A. Standard for interpreting the Policy under Maryland law 2
Maryland courts apply general principles of contract interpretation when reviewing and interpreting insurance policies. Agency Ins. Co. v. State Farm Mut. Auto. Ins. Co., 193 Md.App. 666, 998 A.2d 936, 940 (2010). Accordingly, like other contracts, an insurance policy is to be construed as a whole to determine the parties' intentions, and courts “utilize the law of objective interpretation to ascertain the intent of the contracting parties, provided that intention does not violate an established principle of law.” Mitchell v. AARP Life Ins. Program, New York Life Ins. Co., 140 Md.App. 102, 779 A.2d 1061, 1069 (2001).

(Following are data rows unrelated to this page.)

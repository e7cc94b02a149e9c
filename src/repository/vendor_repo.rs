// ==========================================
// 订单履约后台 - 采购供应商数据仓储
// ==========================================
// 约束: 供应商名租户内唯一（重复插入返回 UniqueConstraintViolation）
// 存储: submit_types 以逗号分隔文本保存
// ==========================================

use crate::domain::types::{SubmitType, TenantId};
use crate::domain::vendor::{NewPurchaseVendor, PurchaseVendor};
use crate::repository::error::{RepositoryError, RepositoryResult};
use chrono::Local;
use rusqlite::{params, Connection, OptionalExtension};
use std::sync::{Arc, Mutex};

const VENDOR_COLUMNS: &str =
    "id, tenant_id, name, contact_name, phone, email, submit_types, created_at";

fn map_vendor(row: &rusqlite::Row<'_>) -> rusqlite::Result<PurchaseVendor> {
    let submit_types: String = row.get(6)?;
    Ok(PurchaseVendor {
        id: row.get(0)?,
        tenant_id: row.get(1)?,
        name: row.get(2)?,
        contact_name: row.get(3)?,
        phone: row.get(4)?,
        email: row.get(5)?,
        submit_types: SubmitType::decode_set(&submit_types),
        created_at: row.get(7)?,
    })
}

pub struct PurchaseVendorRepository {
    conn: Arc<Mutex<Connection>>,
}

impl PurchaseVendorRepository {
    pub fn new(db_path: &str) -> RepositoryResult<Self> {
        let conn = crate::db::open_sqlite_connection(db_path)
            .map_err(|e| RepositoryError::DatabaseConnectionError(e.to_string()))?;
        Ok(Self {
            conn: Arc::new(Mutex::new(conn)),
        })
    }

    pub fn from_connection(conn: Arc<Mutex<Connection>>) -> Self {
        Self { conn }
    }

    fn get_conn(&self) -> RepositoryResult<std::sync::MutexGuard<'_, Connection>> {
        self.conn
            .lock()
            .map_err(|e| RepositoryError::LockError(e.to_string()))
    }

    /// 新建供应商
    pub fn insert(&self, tenant_id: TenantId, vendor: &NewPurchaseVendor) -> RepositoryResult<i64> {
        let name = vendor.name.trim();
        if name.is_empty() {
            return Err(RepositoryError::ValidationError("供应商名不能为空".to_string()));
        }

        let conn = self.get_conn()?;
        conn.execute(
            r#"
            INSERT INTO purchase_vendor (
                tenant_id, name, contact_name, phone, email, submit_types, created_at
            ) VALUES (?1, ?2, ?3, ?4, ?5, ?6, ?7)
            "#,
            params![
                tenant_id,
                name,
                vendor.contact_name,
                vendor.phone,
                vendor.email,
                SubmitType::encode_set(&vendor.submit_types),
                Local::now().naive_local(),
            ],
        )?;
        Ok(conn.last_insert_rowid())
    }

    pub fn find_by_id(
        &self,
        tenant_id: TenantId,
        id: i64,
    ) -> RepositoryResult<Option<PurchaseVendor>> {
        let conn = self.get_conn()?;
        let vendor = conn
            .query_row(
                &format!(
                    "SELECT {} FROM purchase_vendor WHERE tenant_id = ?1 AND id = ?2",
                    VENDOR_COLUMNS
                ),
                params![tenant_id, id],
                map_vendor,
            )
            .optional()?;
        Ok(vendor)
    }

    pub fn find_by_name(
        &self,
        tenant_id: TenantId,
        name: &str,
    ) -> RepositoryResult<Option<PurchaseVendor>> {
        let conn = self.get_conn()?;
        let vendor = conn
            .query_row(
                &format!(
                    "SELECT {} FROM purchase_vendor WHERE tenant_id = ?1 AND name = ?2",
                    VENDOR_COLUMNS
                ),
                params![tenant_id, name.trim()],
                map_vendor,
            )
            .optional()?;
        Ok(vendor)
    }

    pub fn list_by_tenant(&self, tenant_id: TenantId) -> RepositoryResult<Vec<PurchaseVendor>> {
        let conn = self.get_conn()?;
        let mut stmt = conn.prepare(&format!(
            "SELECT {} FROM purchase_vendor WHERE tenant_id = ?1 ORDER BY name",
            VENDOR_COLUMNS
        ))?;
        let vendors = stmt
            .query_map(params![tenant_id], map_vendor)?
            .collect::<Result<Vec<_>, _>>()?;
        Ok(vendors)
    }
}

#[cfg(test)]
mod tests {
    use super::*;

    fn setup() -> PurchaseVendorRepository {
        let conn = Connection::open_in_memory().unwrap();
        crate::db::ensure_schema(&conn).unwrap();
        conn.execute_batch("INSERT INTO tenant (id, name) VALUES (1, 'a'), (2, 'b');")
            .unwrap();
        PurchaseVendorRepository::from_connection(Arc::new(Mutex::new(conn)))
    }

    fn vendor(name: &str) -> NewPurchaseVendor {
        NewPurchaseVendor {
            name: name.to_string(),
            submit_types: vec![SubmitType::Email, SubmitType::Download],
            ..Default::default()
        }
    }

    #[test]
    fn test_insert_and_find_by_name() {
        let repo = setup();
        let id = repo.insert(1, &vendor("청과상회")).unwrap();

        let found = repo.find_by_name(1, " 청과상회 ").unwrap().unwrap();
        assert_eq!(found.id, id);
        assert_eq!(found.submit_types.len(), 2);
        assert!(repo.find_by_name(2, "청과상회").unwrap().is_none());
    }

    #[test]
    fn test_duplicate_name_per_tenant_rejected() {
        let repo = setup();
        repo.insert(1, &vendor("청과상회")).unwrap();

        assert!(matches!(
            repo.insert(1, &vendor("청과상회")),
            Err(RepositoryError::UniqueConstraintViolation(_))
        ));
        // 其他租户可以同名
        assert!(repo.insert(2, &vendor("청과상회")).is_ok());
    }
}
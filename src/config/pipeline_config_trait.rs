// ==========================================
// 订单履约后台 - 流水线配置读取 Trait
// ==========================================
// 职责: 定义导入/匹配/批量写入所需的配置读取接口（不包含实现）
// 红线: 不包含配置写入、不包含业务逻辑
// ==========================================

use crate::domain::types::TenantId;
use async_trait::async_trait;
use std::error::Error;

// ==========================================
// PipelineConfigReader Trait
// ==========================================
// 实现者: ConfigManager（从 config_kv 表读取）
#[async_trait]
pub trait PipelineConfigReader: Send + Sync {
    // ===== 表头探测 =====

    /// 表头探测扫描行数
    ///
    /// # 默认值
    /// - 10
    async fn get_header_scan_rows(&self) -> Result<usize, Box<dyn Error>>;

    /// 别名表策略最小命中列数（低于此值回退到第 0 行）
    ///
    /// # 默认值
    /// - 3
    async fn get_header_min_matches(&self) -> Result<usize, Box<dyn Error>>;

    // ===== 商品模糊匹配 =====

    /// 相似度下限（评分 <= 下限的候选被丢弃）
    ///
    /// # 默认值
    /// - 0.3
    async fn get_fuzzy_min_rating(&self) -> Result<f64, Box<dyn Error>>;

    /// 候选最大条数
    ///
    /// # 默认值
    /// - 5
    async fn get_fuzzy_max_results(&self) -> Result<usize, Box<dyn Error>>;

    // ===== 批量写入 =====

    /// 逐行批量写入的并发上限
    ///
    /// # 默认值
    /// - 8
    async fn get_bulk_write_concurrency(&self) -> Result<usize, Box<dyn Error>>;

    /// 批次编号冲突最大重试次数
    ///
    /// # 默认值
    /// - 5
    async fn get_batch_number_max_retries(&self) -> Result<u32, Box<dyn Error>>;

    // ===== 租户 =====

    /// 默认租户（未配置时返回 None）
    async fn get_default_tenant_id(&self) -> Result<Option<TenantId>, Box<dyn Error>>;
}
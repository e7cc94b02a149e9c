// ==========================================
// 订单履约后台 - 应用状态
// ==========================================
// 职责: 管理应用级别的共享状态和API实例
// 连接: 大部分仓储共享一个连接；发注批次仓储使用独立连接（编号事务不与其他写互相阻塞）
// ==========================================

use std::sync::{Arc, Mutex};

use tracing::info;

use crate::api::{
    ApiResult, CatalogApi, DeliveryImportApi, DispatchApi, ImportApi, OrderRowApi, TenantScope,
};
use crate::config::config_manager::ConfigManager;
use crate::config::settings::PipelineSettings;
use crate::config::tenant_resolver::{ConfigDefaultTenant, DefaultTenantResolver};
use crate::domain::types::TenantId;
use crate::importer::file_parser::UniversalGridParser;
use crate::importer::order_importer::OrderImporter;
use crate::repository::{
    ActionLogRepository, OrderBatchRepository, OrderRowRepository, ProductRepository,
    PurchaseVendorRepository,
};

/// 应用状态
///
/// 包含所有API实例和共享资源
pub struct AppState {
    /// 数据库路径
    pub db_path: String,

    /// 启动时读取的配置快照
    pub settings: PipelineSettings,

    /// 配置管理器（读写 config_kv）
    pub config_manager: Arc<ConfigManager>,

    /// 默认租户解析器
    pub tenant_resolver: Arc<dyn DefaultTenantResolver>,

    /// 订单行API
    pub order_row_api: Arc<OrderRowApi>,

    /// 发注批次API
    pub dispatch_api: Arc<DispatchApi>,

    /// 商品目录 / 供应商API
    pub catalog_api: Arc<CatalogApi>,

    /// 订单导入API
    pub import_api: Arc<ImportApi>,

    /// 运单号导入API
    pub delivery_import_api: Arc<DeliveryImportApi>,

    /// 操作日志仓储（用于审计查询）
    pub action_log_repo: Arc<ActionLogRepository>,
}

impl AppState {
    /// 创建新的AppState实例
    ///
    /// # 说明
    /// 1. 打开共享连接并建库（幂等）
    /// 2. 读取配置快照
    /// 3. 初始化所有Repository与API
    pub async fn new(db_path: String) -> Result<Self, String> {
        info!("初始化AppState，数据库路径: {}", db_path);

        let conn = crate::db::open_sqlite_connection(&db_path)
            .map_err(|e| format!("无法打开数据库: {}", e))?;
        crate::db::ensure_schema(&conn).map_err(|e| format!("建库失败: {}", e))?;
        let conn = Arc::new(Mutex::new(conn));

        // ==========================================
        // 配置
        // ==========================================
        let config_manager = Arc::new(
            ConfigManager::from_connection(conn.clone())
                .map_err(|e| format!("无法创建ConfigManager: {}", e))?,
        );
        let settings = PipelineSettings::load(config_manager.as_ref())
            .await
            .map_err(|e| format!("配置读取失败: {}", e))?;
        info!(?settings, "配置快照已加载");

        // ==========================================
        // Repository层
        // ==========================================
        let row_repo = Arc::new(OrderRowRepository::from_connection(conn.clone()));
        let product_repo = Arc::new(ProductRepository::from_connection(conn.clone()));
        let vendor_repo = Arc::new(PurchaseVendorRepository::from_connection(conn.clone()));
        let action_log_repo = Arc::new(ActionLogRepository::new(conn.clone()));
        let batch_repo = Arc::new(
            OrderBatchRepository::new(&db_path)
                .map_err(|e| format!("无法创建OrderBatchRepository: {}", e))?,
        );

        // ==========================================
        // API层
        // ==========================================
        let order_row_api = Arc::new(OrderRowApi::new(
            row_repo.clone(),
            product_repo.clone(),
            vendor_repo.clone(),
            action_log_repo.clone(),
            settings.clone(),
        ));
        let dispatch_api = Arc::new(DispatchApi::new(
            batch_repo,
            row_repo.clone(),
            action_log_repo.clone(),
            settings.clone(),
        ));
        let catalog_api = Arc::new(CatalogApi::new(product_repo, vendor_repo, &settings));
        let import_api = Arc::new(ImportApi::new(
            OrderImporter::new(
                Box::new(UniversalGridParser),
                row_repo.clone(),
                settings.clone(),
            ),
            order_row_api.clone(),
            action_log_repo.clone(),
        ));
        let delivery_import_api = Arc::new(DeliveryImportApi::new(
            Box::new(UniversalGridParser),
            row_repo,
            order_row_api.clone(),
        ));

        let tenant_resolver: Arc<dyn DefaultTenantResolver> =
            Arc::new(ConfigDefaultTenant::from_settings(&settings));

        info!("AppState初始化成功");
        Ok(Self {
            db_path,
            settings,
            config_manager,
            tenant_resolver,
            order_row_api,
            dispatch_api,
            catalog_api,
            import_api,
            delivery_import_api,
            action_log_repo,
        })
    }

    /// 获取数据库路径
    pub fn get_db_path(&self) -> &str {
        &self.db_path
    }

    /// 解析本次调用的租户（显式优先，否则默认租户）
    pub fn resolve_tenant(&self, explicit: Option<TenantId>) -> ApiResult<TenantId> {
        TenantScope::resolve(explicit, self.tenant_resolver.as_ref()).map(|s| s.tenant_id())
    }
}

#[cfg(test)]
mod tests {
    use super::*;
    use crate::api::ApiError;
    use crate::config::config_manager::{config_keys, ConfigScope};
    use tempfile::NamedTempFile;

    #[tokio::test]
    async fn test_app_state_builds_on_fresh_db() {
        let file = NamedTempFile::new().unwrap();
        let db_path = file.path().to_string_lossy().to_string();

        let state = AppState::new(db_path.clone()).await.unwrap();
        assert_eq!(state.get_db_path(), db_path);
        assert_eq!(state.settings, PipelineSettings::default());
        assert!(matches!(
            state.resolve_tenant(None),
            Err(ApiError::ValidationError(_))
        ));
        assert_eq!(state.resolve_tenant(Some(4)).unwrap(), 4);
    }

    #[tokio::test]
    async fn test_default_tenant_from_config() {
        let file = NamedTempFile::new().unwrap();
        let db_path = file.path().to_string_lossy().to_string();
        {
            let state = AppState::new(db_path.clone()).await.unwrap();
            state
                .config_manager
                .set_config_value(ConfigScope::Global, config_keys::DEFAULT_TENANT_ID, "3")
                .unwrap();
        }

        let state = AppState::new(db_path).await.unwrap();
        assert_eq!(state.resolve_tenant(None).unwrap(), 3);
    }
}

Maryland courts “look first to the contract language employed by the parties to determine the scope and limitations of the insurance coverage,” and interpret policy language according to its “usual, ordinary and accepted meaning unless there is evidence that the parties intended to employ it in a special or technical sense.” Agency Ins. Co., 998 A.2d at 940 (quoting Clendenin Bros., Inc. v. U.S. Fire Ins. Co., 390 Md. 449, 889 A.2d 387 (2006)). “When the language of a contract is unambiguous, a court shall give effect to its plain meaning and there is no need for further construction by the court.” Mitchell, 779 A.2d at 1069 (quoting Wells v. Chevy Chase Bank, 363 Md. 232, 768 A.2d 620 (2001)). Maryland courts do not follow the rule applicable in many other jurisdictions that “insurance policies are to be most strongly construed against the insurer,” but will nevertheless construe an ambiguous policy term “liberally in favor of the insured and against the insurer as drafter of the instrument.” Connors v. Gov't Emps. Ins. Co., 442 Md. 466, 113 A.3d 595, 605 (2015) (quoting Megonnell v. United Servs. Auto. Ass'n, 368 Md. 633, 796 A.2d 758, 772 (2002)) (emphasis in original). “A policy term is considered “ambiguous if, to a reasonably prudent person, the term is susceptible to more than one meaning.” ” James McHugh Constr. Co. v. Travelers Prop. Cas. Co. of Am., 223 F. Supp. 3d 462, 467 (D. Md. 2016).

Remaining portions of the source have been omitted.